249 – Spy Family – Vol. 1 – Tatsuya Endo – Um espião precisa de fingir uma família num curto espaço de tempo para poder concretizar uma missão. Tendo havido uma redução drástica do número de espiões, está por conta própria. E como conseguir uma criança? Bem, num orfanato. Por casualidade, a criança que escolhe é uma telepata curiosa que percebe as suas intenções, mas a combinação resulta numa série de interacções curiosas. Já a figura de mãe vai ser ocupada por uma jovem que sofre uma enorme pressão social em apresentar um par. Nas horas livres é uma assassina. É uma combinação engraçada, mas que neste volume ainda não está apurada. Provavelmente irei ler mais um ou dois volumes para perceber como a dinâmica irá evoluir;
250 – A Ilha – Mayte Alvarado – Vencedor, em várias categorias, de vários prémios, é uma leitura suave, que explora a relação com o mar numa ilha – o mar que fornece alimento e sustento, mas que, também, trará a destruição. Visualmente, é uma obra engraçada, mas que, apesar de todos os prémios e desenhos elegantes, não me convenceu;
251 – Inefables – Lewis Trondheim – Esta leitura curta apresenta uma história por página. As personagens são peculiares, as reviravoltas inesperadas e, até, idiotas, a concretização é cómica e irónica.
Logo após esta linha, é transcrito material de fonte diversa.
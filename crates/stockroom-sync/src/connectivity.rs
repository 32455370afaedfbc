//! # Connectivity
//!
//! Online/offline and slow-connection signals for the orchestrator.
//!
//! ```text
//! ManualConnectivity   application pushes platform network events
//! ProbeConnectivity    periodic GET against a health URL
//!                        no answer in time    → offline
//!                        answer > threshold   → online, slow
//!                        answer ≤ threshold   → online
//! ```
//!
//! Both publish through a `tokio::sync::watch` channel, so subscribers
//! always see the latest state and never a backlog.

use std::sync::Arc;
use std::time::{Duration, Instant};

use serde::{Deserialize, Serialize};
use tokio::sync::{mpsc, watch};
use tokio::task::JoinHandle;
use tracing::{debug, info};

use crate::config::ConnectivitySettings;
use crate::error::{SyncError, SyncResult};

/// Point-in-time connectivity.
#[derive(Debug, Clone, Copy, Default, PartialEq, Eq, Serialize, Deserialize)]
#[serde(rename_all = "camelCase")]
pub struct ConnectivityState {
    pub is_online: bool,
    pub is_slow_connection: bool,
}

impl ConnectivityState {
    pub const OFFLINE: ConnectivityState = ConnectivityState {
        is_online: false,
        is_slow_connection: false,
    };

    pub const ONLINE: ConnectivityState = ConnectivityState {
        is_online: true,
        is_slow_connection: false,
    };
}

/// Source of connectivity changes.
pub trait ConnectivityObserver: Send + Sync {
    fn current(&self) -> ConnectivityState;

    /// Receiver that wakes on every change.
    fn subscribe(&self) -> watch::Receiver<ConnectivityState>;
}

// =============================================================================
// Manual
// =============================================================================

/// Connectivity reported by the application.
pub struct ManualConnectivity {
    tx: watch::Sender<ConnectivityState>,
}

impl ManualConnectivity {
    pub fn new(initial: ConnectivityState) -> Self {
        let (tx, _rx) = watch::channel(initial);
        ManualConnectivity { tx }
    }

    pub fn set(&self, state: ConnectivityState) {
        let previous = self.tx.send_replace(state);
        if previous != state {
            info!(
                online = state.is_online,
                slow = state.is_slow_connection,
                "Connectivity changed"
            );
        }
    }

    pub fn set_online(&self, is_online: bool) {
        let mut state = self.current();
        state.is_online = is_online;
        if !is_online {
            state.is_slow_connection = false;
        }
        self.set(state);
    }

    pub fn set_slow(&self, is_slow: bool) {
        let mut state = self.current();
        state.is_slow_connection = is_slow;
        self.set(state);
    }
}

impl Default for ManualConnectivity {
    fn default() -> Self {
        ManualConnectivity::new(ConnectivityState::ONLINE)
    }
}

impl ConnectivityObserver for ManualConnectivity {
    fn current(&self) -> ConnectivityState {
        *self.tx.borrow()
    }

    fn subscribe(&self) -> watch::Receiver<ConnectivityState> {
        self.tx.subscribe()
    }
}

// =============================================================================
// Probe
// =============================================================================

/// Connectivity derived from a periodic HTTP probe.
pub struct ProbeConnectivity {
    state: watch::Receiver<ConnectivityState>,
    /// Flips to true once the first check has answered or timed out.
    checked: watch::Receiver<bool>,
    ready_timeout: Duration,
    shutdown_tx: mpsc::Sender<()>,
    task: JoinHandle<()>,
}

impl ProbeConnectivity {
    /// Starts probing. The first probe runs immediately; until it answers
    /// the state is offline. Call [`ready`](Self::ready) before trusting
    /// [`current`](ConnectivityObserver::current) right after start.
    pub fn spawn(settings: &ConnectivitySettings) -> SyncResult<Self> {
        let url = settings
            .probe_url
            .clone()
            .ok_or_else(|| SyncError::InvalidConfig("connectivity.probe_url is not set".into()))?;
        let url = url::Url::parse(&url)?;

        let timeout = Duration::from_secs(settings.probe_timeout_secs);
        let slow_threshold = Duration::from_millis(settings.slow_threshold_ms);
        let interval = Duration::from_secs(settings.probe_interval_secs);

        let client = reqwest::Client::builder()
            .timeout(timeout)
            .build()
            .map_err(|e| SyncError::Internal(format!("HTTP client: {e}")))?;

        let (state_tx, state_rx) = watch::channel(ConnectivityState::OFFLINE);
        let (checked_tx, checked_rx) = watch::channel(false);
        let (shutdown_tx, mut shutdown_rx) = mpsc::channel::<()>(1);

        let task = tokio::spawn(async move {
            info!(%url, "Connectivity probe starting");

            let mut ticker = tokio::time::interval(interval);
            ticker.set_missed_tick_behavior(tokio::time::MissedTickBehavior::Delay);

            loop {
                tokio::select! {
                    _ = ticker.tick() => {
                        let started = Instant::now();
                        let reachable = client.get(url.clone()).send().await.is_ok();
                        let state = evaluate_probe(reachable.then(|| started.elapsed()), slow_threshold);

                        debug!(
                            online = state.is_online,
                            slow = state.is_slow_connection,
                            "Connectivity probe"
                        );
                        state_tx.send_if_modified(|current| {
                            if *current == state {
                                return false;
                            }
                            *current = state;
                            true
                        });
                        checked_tx.send_if_modified(|checked| !std::mem::replace(checked, true));
                    }

                    _ = shutdown_rx.recv() => {
                        info!("Connectivity probe shutting down");
                        break;
                    }
                }
            }
        });

        Ok(ProbeConnectivity {
            state: state_rx,
            checked: checked_rx,
            ready_timeout: timeout + Duration::from_secs(1),
            shutdown_tx,
            task,
        })
    }

    /// Waits for the first check to finish, bounded by the request timeout.
    /// Returns at once after that.
    pub async fn ready(&self) {
        let mut checked = self.checked.clone();
        let settled =
            tokio::time::timeout(self.ready_timeout, checked.wait_for(|done| *done)).await;
        if settled.is_err() {
            debug!("First connectivity check still running, keeping offline state");
        }
    }

    pub fn is_ready(&self) -> bool {
        *self.checked.borrow()
    }

    /// Stops probing. The last published state stays readable.
    pub async fn shutdown(&self) {
        let _ = self.shutdown_tx.send(()).await;
    }
}

impl Drop for ProbeConnectivity {
    fn drop(&mut self) {
        self.task.abort();
    }
}

impl ConnectivityObserver for ProbeConnectivity {
    fn current(&self) -> ConnectivityState {
        *self.state.borrow()
    }

    fn subscribe(&self) -> watch::Receiver<ConnectivityState> {
        self.state.clone()
    }
}

/// Any HTTP answer means the network is up; the status code does not matter.
/// `None` means the probe failed or timed out.
pub fn evaluate_probe(latency: Option<Duration>, slow_threshold: Duration) -> ConnectivityState {
    match latency {
        None => ConnectivityState::OFFLINE,
        Some(latency) => ConnectivityState {
            is_online: true,
            is_slow_connection: latency > slow_threshold,
        },
    }
}

/// Shared handle type used by the orchestrator and facade.
pub type SharedConnectivity = Arc<dyn ConnectivityObserver>;

#[cfg(test)]
mod tests {
    use super::*;

    #[test]
    fn test_evaluate_probe() {
        let threshold = Duration::from_millis(2000);

        assert_eq!(evaluate_probe(None, threshold), ConnectivityState::OFFLINE);
        assert_eq!(
            evaluate_probe(Some(Duration::from_millis(120)), threshold),
            ConnectivityState::ONLINE
        );
        assert_eq!(
            evaluate_probe(Some(Duration::from_millis(3500)), threshold),
            ConnectivityState {
                is_online: true,
                is_slow_connection: true
            }
        );
    }

    #[tokio::test]
    async fn test_manual_connectivity_notifies_subscribers() {
        let connectivity = ManualConnectivity::new(ConnectivityState::OFFLINE);
        let mut rx = connectivity.subscribe();

        connectivity.set_online(true);
        rx.changed().await.unwrap();
        assert!(rx.borrow_and_update().is_online);

        connectivity.set_slow(true);
        rx.changed().await.unwrap();
        assert_eq!(
            *rx.borrow_and_update(),
            ConnectivityState {
                is_online: true,
                is_slow_connection: true
            }
        );

        // Going offline clears the slow flag
        connectivity.set_online(false);
        assert_eq!(connectivity.current(), ConnectivityState::OFFLINE);
    }

    fn settings_for(url: String) -> ConnectivitySettings {
        ConnectivitySettings {
            probe_url: Some(url),
            probe_interval_secs: 60,
            probe_timeout_secs: 2,
            ..ConnectivitySettings::default()
        }
    }

    #[tokio::test]
    async fn test_ready_reports_a_reachable_server_online() {
        let listener = std::net::TcpListener::bind("127.0.0.1:0").unwrap();
        let addr = listener.local_addr().unwrap();
        std::thread::spawn(move || {
            use std::io::{Read, Write};
            for stream in listener.incoming().take(1) {
                let mut stream = stream.unwrap();
                let mut buf = [0u8; 1024];
                let _ = stream.read(&mut buf);
                let _ = stream.write_all(
                    b"HTTP/1.1 204 No Content\r\nContent-Length: 0\r\nConnection: close\r\n\r\n",
                );
            }
        });

        let connectivity = ProbeConnectivity::spawn(&settings_for(format!("http://{addr}/health")))
            .unwrap();
        assert!(!connectivity.current().is_online);

        connectivity.ready().await;
        assert!(connectivity.is_ready());
        assert_eq!(connectivity.current(), ConnectivityState::ONLINE);
        connectivity.shutdown().await;
    }

    #[tokio::test]
    async fn test_ready_returns_when_nothing_answers() {
        // Bind then drop to get a port with no listener
        let addr = std::net::TcpListener::bind("127.0.0.1:0")
            .unwrap()
            .local_addr()
            .unwrap();

        let connectivity = ProbeConnectivity::spawn(&settings_for(format!("http://{addr}/")))
            .unwrap();
        connectivity.ready().await;

        assert!(connectivity.is_ready());
        assert_eq!(connectivity.current(), ConnectivityState::OFFLINE);
        connectivity.shutdown().await;
    }

    #[test]
    fn test_probe_requires_url() {
        let settings = ConnectivitySettings::default();
        assert!(matches!(
            ProbeConnectivity::spawn(&settings),
            Err(SyncError::InvalidConfig(_))
        ));
    }
}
É uma leitura engraçada, com momentos de genialidade, mas que não mantém o mesmo nível em todas as páginas;
252 – Matt Wagner’s Grendel Devil Child – Diana Schutz, Tim Sale e Teddy Kistiansen – Os monstros desta história não são feios, horríveis e constantemente maus. Neste caso, a história de abuso remete-nos para um relacionamento com uma jovem (demasiado jovem) que oscila entre fascínio e terror. Apesar de fazer parte de uma série, pode ser lido isoladamente. É uma narrativa dura, bruta e visceral, não aconselhada a leitores mais sensíveis.